[Dataset items]
== Segment start ==

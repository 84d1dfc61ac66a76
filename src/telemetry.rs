//! Telemetry utilities: global tracing subscriber management.

use std::any::type_name_of_val;
use std::sync::atomic::{AtomicBool, Ordering};

use log::LevelFilter;
use thiserror::Error;
use tracing_log::LogTracer;
use tracing_subscriber::{
    EnvFilter, fmt,
    layer::Layer,
    layer::SubscriberExt,
    util::{SubscriberInitExt, TryInitError},
};

use crate::config::AppConfig;

/// Errors that can occur while initializing global telemetry.
#[derive(Debug, Error)]
pub enum TelemetryInitError {
    #[error("failed to install log tracer bridge: {0}")]
    LogTracer(#[from] log::SetLoggerError),
    #[error("failed to install tracing subscriber: {0}")]
    Subscriber(#[from] TryInitError),
}

static TELEMETRY_INITIALIZED: AtomicBool = AtomicBool::new(false);

/// Initialize global tracing/logging exactly once, wiring `log::` macros into
/// the tracing pipeline.
pub fn init_tracing(config: &AppConfig) -> Result<(), TelemetryInitError> {
    if TELEMETRY_INITIALIZED
        .compare_exchange(false, true, Ordering::SeqCst, Ordering::SeqCst)
        .is_err()
    {
        return Ok(());
    }

    // Install log bridge first so legacy `log::` macros route through tracing.
    if let Err(err) = LogTracer::builder()
        .with_max_level(LevelFilter::Trace)
        .init()
    {
        // If a LogTracer is already registered (e.g., by tests or another
        // component), treat this as success; otherwise surface the error.
        let logger_type = type_name_of_val(log::logger());
        if !logger_type.contains("LogTracer") {
            eprintln!(
                "Warning: Failed to install log tracer bridge: {}. legacy `log::` macros will not emit structured tracing events.",
                err
            );
        }
    }

    let env_filter =
        EnvFilter::try_from_default_env().unwrap_or_else(|_| EnvFilter::new(&config.log_level));

    let fmt_layer = match config.log_format.as_str() {
        "pretty" => fmt::layer().pretty().boxed(),
        _ => fmt::layer().json().boxed(),
    };

    if let Err(err) = tracing_subscriber::registry()
        .with(env_filter)
        .with(fmt_layer)
        .try_init()
    {
        TELEMETRY_INITIALIZED.store(false, Ordering::SeqCst);
        eprintln!(
            "Warning: Failed to set global tracing subscriber: {}. Default subscriber remains in effect.",
            err
        );
    }

    Ok(())
}
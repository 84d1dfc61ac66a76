//! Fixing page parser
//!
//! Turns the raw HTML of the official exchange-rate page into rate rows.
//! The markup is not contractually stable, so the parser tolerates three
//! table layouts (name|code|rate, name|rate, code|rate) and falls back to a
//! regex sweep over the page text when no usable table is present. A bad row
//! is skipped and counted, never fatal; only an unusable document is an
//! error.

use std::sync::LazyLock;

use chrono::{NaiveDate, NaiveDateTime};
use regex::Regex;
use scraper::{ElementRef, Html, Selector};
use thiserror::Error;
use tracing::{debug, warn};

/// One raw row extracted from the document, before name resolution.
#[derive(Debug, Clone, PartialEq, Eq)]
pub struct RawCurrencyEntry {
    /// Currency label as printed (localized name or code)
    pub label: String,
    /// ISO code column value, when the layout carries one
    pub code: Option<String>,
    /// Cleaned rate text: digits and a dot decimal separator
    pub rate_text: String,
    /// Per-row effective-date hint, when the layout carries one
    pub as_of_hint: Option<NaiveDate>,
}

/// Parse result for a whole document.
#[derive(Debug, Clone, Default)]
pub struct ParsedDocument {
    pub entries: Vec<RawCurrencyEntry>,
    /// Rows that were present but unusable
    pub skipped_rows: usize,
    /// "Last updated" timestamp scanned from the page text, when present
    pub published_at: Option<NaiveDateTime>,
}

/// Document-level parse failures. Row-level problems are skips, not errors.
#[derive(Debug, Error)]
pub enum ParseError {
    #[error("document is empty")]
    EmptyDocument,
}

static RATE_PATTERN: LazyLock<Regex> =
    LazyLock::new(|| Regex::new(r"\d+[.,]\d+").expect("valid rate pattern"));

static ROW_DATE_PATTERN: LazyLock<Regex> =
    LazyLock::new(|| Regex::new(r"^(\d{1,2})\.(\d{1,2})\.(\d{4})$").expect("valid date pattern"));

static PUBLISHED_AT_PATTERN: LazyLock<Regex> = LazyLock::new(|| {
    Regex::new(r"(\d{1,2}\.\d{1,2}\.\d{4})\s+(\d{1,2}:\d{2}:\d{2})").expect("valid timestamp")
});

/// Currencies the text fallback knows how to find.
const FALLBACK_CODES: &[&str] = &["USD", "EUR", "GBP", "CHF", "CAD", "JPY"];

/// Parse a fixing page into raw rate rows.
pub fn parse_document(html: &str) -> Result<ParsedDocument, ParseError> {
    if html.trim().is_empty() {
        return Err(ParseError::EmptyDocument);
    }

    let document = Html::parse_document(html);
    let page_text = collect_text(document.root_element());

    let mut parsed = ParsedDocument {
        published_at: extract_published_at(&page_text),
        ..Default::default()
    };

    parse_tables(&document, &mut parsed);

    if parsed.entries.is_empty() {
        debug!("no usable rate table found, trying text fallback");
        parsed.entries = parse_text_fallback(&page_text);
    }

    Ok(parsed)
}

/// Extract the "last updated" timestamp (`DD.MM.YYYY HH:MM:SS`) from the
/// page text. Absence is not an error; the caller falls back to today.
fn extract_published_at(text: &str) -> Option<NaiveDateTime> {
    let captures = PUBLISHED_AT_PATTERN.captures(text)?;
    let stamp = format!("{} {}", &captures[1], &captures[2]);
    match NaiveDateTime::parse_from_str(&stamp, "%d.%m.%Y %H:%M:%S") {
        Ok(dt) => Some(dt),
        Err(err) => {
            warn!(stamp = %stamp, error = %err, "unparseable last-updated timestamp");
            None
        }
    }
}

fn parse_tables(document: &Html, parsed: &mut ParsedDocument) {
    let preferred = Selector::parse("table.table").expect("valid selector");
    let any_table = Selector::parse("table").expect("valid selector");
    let row_selector = Selector::parse("tr").expect("valid selector");
    let cell_selector = Selector::parse("td, th").expect("valid selector");

    let tables: Vec<ElementRef> = {
        let matched: Vec<ElementRef> = document.select(&preferred).collect();
        if matched.is_empty() {
            document.select(&any_table).collect()
        } else {
            matched
        }
    };

    for table in tables {
        // Skip the header row of each table.
        for row in table.select(&row_selector).skip(1) {
            let cells: Vec<String> = row
                .select(&cell_selector)
                .map(|cell| collect_text(cell).trim().to_string())
                .collect();

            if cells.len() < 2 {
                continue;
            }

            match parse_row(&cells) {
                Some(entry) => parsed.entries.push(entry),
                None => {
                    parsed.skipped_rows += 1;
                    warn!(row = ?cells, "skipping unparseable rate row");
                }
            }
        }

        if !parsed.entries.is_empty() {
            break;
        }
    }
}

/// Interpret one row of cells against the known layouts.
fn parse_row(cells: &[String]) -> Option<RawCurrencyEntry> {
    let col0 = cells[0].as_str();
    let col1 = cells.get(1).map(String::as_str).unwrap_or_default();
    let col2 = cells.get(2).map(String::as_str).unwrap_or_default();

    // A date cell also matches the numeric pattern; exclude it explicitly.
    let is_rate_cell = |s: &str| RATE_PATTERN.is_match(s) && !ROW_DATE_PATTERN.is_match(s);

    let (label, code, rate_raw) = if is_rate_cell(col2) {
        // Layout: name | code | rate
        (col0, Some(col1.to_string()), col2)
    } else if is_rate_cell(col1) {
        // Layout: name | rate  or  code | rate
        (col0, None, col1)
    } else {
        return None;
    };

    let rate_text = clean_rate_text(rate_raw)?;
    if label.is_empty() {
        return None;
    }

    // Only a well-formed ISO column counts as a code hint.
    let code = code.filter(|c| c.len() == 3 && c.chars().all(|ch| ch.is_ascii_uppercase()));

    let as_of_hint = cells.iter().find_map(|cell| parse_row_date(cell));

    Some(RawCurrencyEntry {
        label: label.to_string(),
        code,
        rate_text,
        as_of_hint,
    })
}

/// Strip everything but digits and separators and normalize the decimal
/// comma; an empty result rejects the row.
fn clean_rate_text(raw: &str) -> Option<String> {
    let cleaned: String = raw
        .chars()
        .filter(|c| c.is_ascii_digit() || *c == '.' || *c == ',')
        .collect();
    let cleaned = cleaned.replace(',', ".");
    if cleaned.is_empty() { None } else { Some(cleaned) }
}

fn parse_row_date(cell: &str) -> Option<NaiveDate> {
    let captures = ROW_DATE_PATTERN.captures(cell)?;
    NaiveDate::from_ymd_opt(
        captures[3].parse().ok()?,
        captures[2].parse().ok()?,
        captures[1].parse().ok()?,
    )
}

/// Last-resort extraction: look for `CODE ... <number>` runs in the raw page
/// text for a fixed set of majors.
fn parse_text_fallback(text: &str) -> Vec<RawCurrencyEntry> {
    let mut entries = Vec::new();

    for code in FALLBACK_CODES {
        let pattern = format!(r"(?i){}\D{{0,40}}?(\d+[.,]\d+)", code);
        let Ok(re) = Regex::new(&pattern) else {
            continue;
        };
        if let Some(captures) = re.captures(text)
            && let Some(rate_text) = clean_rate_text(&captures[1])
        {
            entries.push(RawCurrencyEntry {
                label: (*code).to_string(),
                code: Some((*code).to_string()),
                rate_text,
                as_of_hint: None,
            });
        }
    }

    entries
}

/// Concatenated text of an element's descendants.
fn collect_text(element: ElementRef) -> String {
    element.text().collect::<Vec<_>>().join(" ")
}

#[cfg(test)]
mod tests {
    use super::*;

    fn table(rows: &str) -> String {
        format!(
            "<html><body><table class=\"table\"><tr><th>Monedha</th><th>Kursi</th></tr>{}</table></body></html>",
            rows
        )
    }

    #[test]
    fn parses_name_rate_layout() {
        let html = table("<tr><td>Dollar Amerikan</td><td>105,50</td></tr><tr><td>Euro</td><td>115.20</td></tr>");
        let parsed = parse_document(&html).expect("parses");

        assert_eq!(parsed.entries.len(), 2);
        assert_eq!(parsed.entries[0].label, "Dollar Amerikan");
        assert_eq!(parsed.entries[0].rate_text, "105.50");
        assert_eq!(parsed.entries[1].rate_text, "115.20");
        assert_eq!(parsed.skipped_rows, 0);
    }

    #[test]
    fn parses_name_code_rate_layout() {
        let html = table("<tr><td>Jeni Japonez</td><td>JPY</td><td>65,91</td></tr>");
        let parsed = parse_document(&html).expect("parses");

        assert_eq!(parsed.entries.len(), 1);
        assert_eq!(parsed.entries[0].code.as_deref(), Some("JPY"));
        assert_eq!(parsed.entries[0].rate_text, "65.91");
    }

    #[test]
    fn parses_code_rate_layout() {
        let html = table("<tr><td>USD</td><td>105,50</td></tr>");
        let parsed = parse_document(&html).expect("parses");

        assert_eq!(parsed.entries.len(), 1);
        assert_eq!(parsed.entries[0].label, "USD");
        assert!(parsed.entries[0].code.is_none());
    }

    #[test]
    fn malformed_rows_are_skipped_not_fatal() {
        let html = table(
            "<tr><td>Dollar Amerikan</td><td>105,50</td></tr>\
             <tr><td>Euro</td><td>n/a</td></tr>\
             <tr><td>Paundi Britanik</td><td>---</td></tr>",
        );
        let parsed = parse_document(&html).expect("parses");

        assert_eq!(parsed.entries.len(), 1);
        assert_eq!(parsed.skipped_rows, 2);
    }

    #[test]
    fn strips_decoration_from_rate_text() {
        let html = table("<tr><td>Euro</td><td>115,20&nbsp;ALL</td></tr>");
        let parsed = parse_document(&html).expect("parses");
        assert_eq!(parsed.entries[0].rate_text, "115.20");
    }

    #[test]
    fn extracts_published_timestamp() {
        let html = format!(
            "<html><body><p>Përditesimi i fundit: 21.11.2025 12:12:08</p>{}</body></html>",
            table("<tr><td>Euro</td><td>115,20</td></tr>")
        );
        let parsed = parse_document(&html).expect("parses");

        let published = parsed.published_at.expect("timestamp found");
        assert_eq!(
            published,
            NaiveDate::from_ymd_opt(2025, 11, 21)
                .unwrap()
                .and_hms_opt(12, 12, 8)
                .unwrap()
        );
    }

    #[test]
    fn missing_timestamp_is_not_an_error() {
        let html = table("<tr><td>Euro</td><td>115,20</td></tr>");
        let parsed = parse_document(&html).expect("parses");
        assert!(parsed.published_at.is_none());
    }

    #[test]
    fn row_date_hint_is_captured() {
        let html = table("<tr><td>Euro</td><td>115,20</td><td>21.11.2025</td></tr>");
        let parsed = parse_document(&html).expect("parses");
        assert_eq!(
            parsed.entries[0].as_of_hint,
            NaiveDate::from_ymd_opt(2025, 11, 21)
        );
    }

    #[test]
    fn falls_back_to_text_extraction() {
        let html = "<html><body><div>Kursi USD 105,50 dhe EUR 115,20 sot</div></body></html>";
        let parsed = parse_document(html).expect("parses");

        assert_eq!(parsed.entries.len(), 2);
        assert_eq!(parsed.entries[0].label, "USD");
        assert_eq!(parsed.entries[0].rate_text, "105.50");
        assert_eq!(parsed.entries[1].label, "EUR");
    }

    #[test]
    fn empty_document_is_fatal() {
        assert!(matches!(
            parse_document("   "),
            Err(ParseError::EmptyDocument)
        ));
    }

    #[test]
    fn document_without_rates_yields_no_entries() {
        let parsed = parse_document("<html><body><p>asgjë këtu</p></body></html>").expect("parses");
        assert!(parsed.entries.is_empty());
    }
}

== Segment end ==

[Instructions for the task]
Keeping every character as it is, restate the lines above that run from the line with "let as_of_hint = cells.iter().find_map(|cell|" through the line with "fn parse_row_date(cell: &str)", both included, and nothing else.

[Answer below]
    let as_of_hint = cells.iter().find_map(|cell| parse_row_date(cell));

    Some(RawCurrencyEntry {
        label: label.to_string(),
        code,
        rate_text,
        as_of_hint,
    })
}

/// Strip everything but digits and separators and normalize the decimal
/// comma; an empty result rejects the row.
fn clean_rate_text(raw: &str) -> Option<String> {
    let cleaned: String = raw
        .chars()
        .filter(|c| c.is_ascii_digit() || *c == '.' || *c == ',')
        .collect();
    let cleaned = cleaned.replace(',', ".");
    if cleaned.is_empty() { None } else { Some(cleaned) }
}

fn parse_row_date(cell: &str) -> Option<NaiveDate> {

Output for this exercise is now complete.